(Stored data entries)
>>>

use axum::{
    extract::{rejection::QueryRejection, OriginalUri, Query, Request},
    http::{Method, StatusCode},
    response::IntoResponse,
    routing::MethodFilter,
    Json,
};
use chrono::{DateTime, Utc};
use model::ExampleData;
use railcar::RequestError;
use schemars::{schema_for, schema_for_value, JsonSchema};
use serde::{Deserialize, Serialize};
use utility::serde::date_time;

use crate::hateoas;

pub type RouteResult<O> = Result<O, RouteErrorResponse>;
pub type HateoasResult<O> = RouteResult<Json<hateoas::Response<O>>>;

/// A `MethodFilter` that matches all http methods.
pub(crate) const METHOD_FILTER_ALL: MethodFilter = MethodFilter::GET
    .or(MethodFilter::POST)
    .or(MethodFilter::PATCH)
    .or(MethodFilter::PUT)
    .or(MethodFilter::DELETE);

#[derive(Debug, Clone, Serialize, Deserialize)]
#[serde(rename_all = "camelCase")]
pub struct VecResponse<T> {
    pub data: Vec<T>,
}

impl<T> VecResponse<T> {
    pub fn new(data: Vec<T>) -> Self {
        Self { data }
    }

    pub fn hateoas(self) -> hateoas::Response<Self> {
        hateoas::Response::new(self)
    }
}

// - Query parameters -

#[derive(Debug, Default, Deserialize)]
pub(crate) struct AfterParams {
    /// Only records posted strictly after this RFC 3339 timestamp.
    #[serde(deserialize_with = "date_time::deserialize_utc_option", default)]
    pub after: Option<DateTime<Utc>>,
}

/// Unwraps the `after` parameter. A value that is not RFC 3339 is a bad request.
pub(crate) fn after_param(
    params: Result<Query<AfterParams>, QueryRejection>,
    uri: &str,
) -> RouteResult<Option<DateTime<Utc>>> {
    params
        .map(|Query(params)| params.after)
        .map_err(|why| {
            RouteErrorResponse::bad_request(&Method::GET, uri)
                .with_detailed_information(why.body_text())
        })
}

/// The response to a GET request at `uri` that failed with `why`.
pub fn error_response(why: RequestError, uri: &str) -> RouteErrorResponse {
    RouteErrorResponse::from(why)
        .with_method(&Method::GET)
        .with_uri(uri)
}

// - Services returning commonly used responses -

#[derive(Debug, Deserialize)]
#[serde(rename_all = "camelCase")]
pub(crate) struct SchemaParams {
    #[serde(default = "Default::default")]
    example_data: bool,
}

pub(crate) async fn schema<T: ExampleData + JsonSchema + Serialize>(
    Query(params): Query<SchemaParams>,
) -> impl IntoResponse {
    if params.example_data {
        Json(schema_for_value!(T::example_data()))
    } else {
        Json(schema_for!(T))
    }
}

pub(crate) async fn route_not_found(
    OriginalUri(original_uri): OriginalUri,
    req: Request,
) -> impl IntoResponse {
    RouteErrorResponse::not_found(req.method(), original_uri.path())
}

// - Commonly used responeses -

#[derive(Debug, Clone, Serialize, Deserialize)]
#[serde(rename_all = "camelCase")]
pub struct RouteErrorResponse {
    #[serde(skip)]
    pub status_code: StatusCode,

    #[serde(skip_serializing_if = "Option::is_none")]
    pub http_method: Option<String>,

    #[serde(skip_serializing_if = "Option::is_none")]
    pub requested_uri: Option<String>,

    #[serde(skip_serializing_if = "Option::is_none")]
    pub message: Option<String>,

    #[serde(skip_serializing_if = "Option::is_none")]
    pub detailed_information: Option<String>,
}

impl RouteErrorResponse {
    pub fn new(status_code: StatusCode) -> Self {
        Self {
            status_code,
            http_method: None,
            requested_uri: None,
            message: None,
            detailed_information: None,
        }
    }

    pub fn not_found(method: &Method, uri: impl Into<String>) -> Self {
        Self::new(StatusCode::NOT_FOUND)
            .with_method(method)
            .with_uri(uri)
            .with_default_message()
    }

    pub fn bad_request(method: &Method, uri: impl Into<String>) -> Self {
        Self::new(StatusCode::BAD_REQUEST)
            .with_method(method)
            .with_uri(uri)
            .with_default_message()
    }

    pub fn with_method(mut self, method: &Method) -> Self {
        self.http_method = Some(method.to_string());
        self
    }

    pub fn with_uri(mut self, uri: impl Into<String>) -> Self {
        self.requested_uri = Some(uri.into());
        self
    }

    pub fn with_message(mut self, message: impl Into<String>) -> Self {
        self.message = Some(message.into());
        self
    }

    pub fn with_default_message(self) -> Self {
        let message = self
            .status_code
            .canonical_reason()
            .unwrap_or("unknown error");
        self.with_message(message)
    }

    pub fn with_detailed_information(mut self, message: impl Into<String>) -> Self {
        self.detailed_information = Some(message.into());
        self
    }
}

impl From<RequestError> for RouteErrorResponse {
    fn from(value: RequestError) -> Self {
        match value {
            RequestError::NotFound => Self::new(StatusCode::NOT_FOUND)
                .with_message("The requested item does not exist."),
            RequestError::Other(other) => {
                Self::new(StatusCode::INTERNAL_SERVER_ERROR).with_message(format!("{}", other))
            }
        }
    }
}

impl IntoResponse for RouteErrorResponse {
    fn into_response(self) -> axum::response::Response {
        if self.status_code.is_server_error() {
            log::error!(
                "{} {}: {}",
                self.http_method.as_deref().unwrap_or("?"),
                self.requested_uri.as_deref().unwrap_or("?"),
                self.message.as_deref().unwrap_or("")
            );
        }
        (self.status_code, Json(self)).into_response()
    }
}

#[cfg(test)]
mod tests {
    use super::*;

    #[test]
    fn request_errors_map_to_status_codes() {
        assert_eq!(
            RouteErrorResponse::from(RequestError::NotFound).status_code,
            StatusCode::NOT_FOUND
        );

        let response = RouteErrorResponse::from(RequestError::Other("disk on fire".into()));
        assert_eq!(response.status_code, StatusCode::INTERNAL_SERVER_ERROR);
        assert_eq!(response.message.as_deref(), Some("disk on fire"));
    }

    #[test]
    fn status_code_is_not_serialized() {
        let body = serde_json::to_value(
            RouteErrorResponse::not_found(&Method::GET, "/api/v2").with_detailed_information("x"),
        )
        .unwrap();
        assert_eq!(
            body,
            serde_json::json!({
                "httpMethod": "GET",
                "requestedUri": "/api/v2",
                "message": "Not Found",
                "detailedInformation": "x",
            })
        );
    }

    #[test]
    fn error_response_names_the_failed_request() {
        let response = error_response(RequestError::NotFound, "/api/v1/waybills/7/route");
        assert_eq!(response.status_code, StatusCode::NOT_FOUND);
        assert_eq!(response.http_method.as_deref(), Some("GET"));
        assert_eq!(
            response.requested_uri.as_deref(),
            Some("/api/v1/waybills/7/route")
        );
    }
}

<<<

* **Task goal**: Using the data above, return each line that includes the word "type".

* **Written answer**:
pub type RouteResult<O> = Result<O, RouteErrorResponse>;
pub type HateoasResult<O> = RouteResult<Json<hateoas::Response<O>>>;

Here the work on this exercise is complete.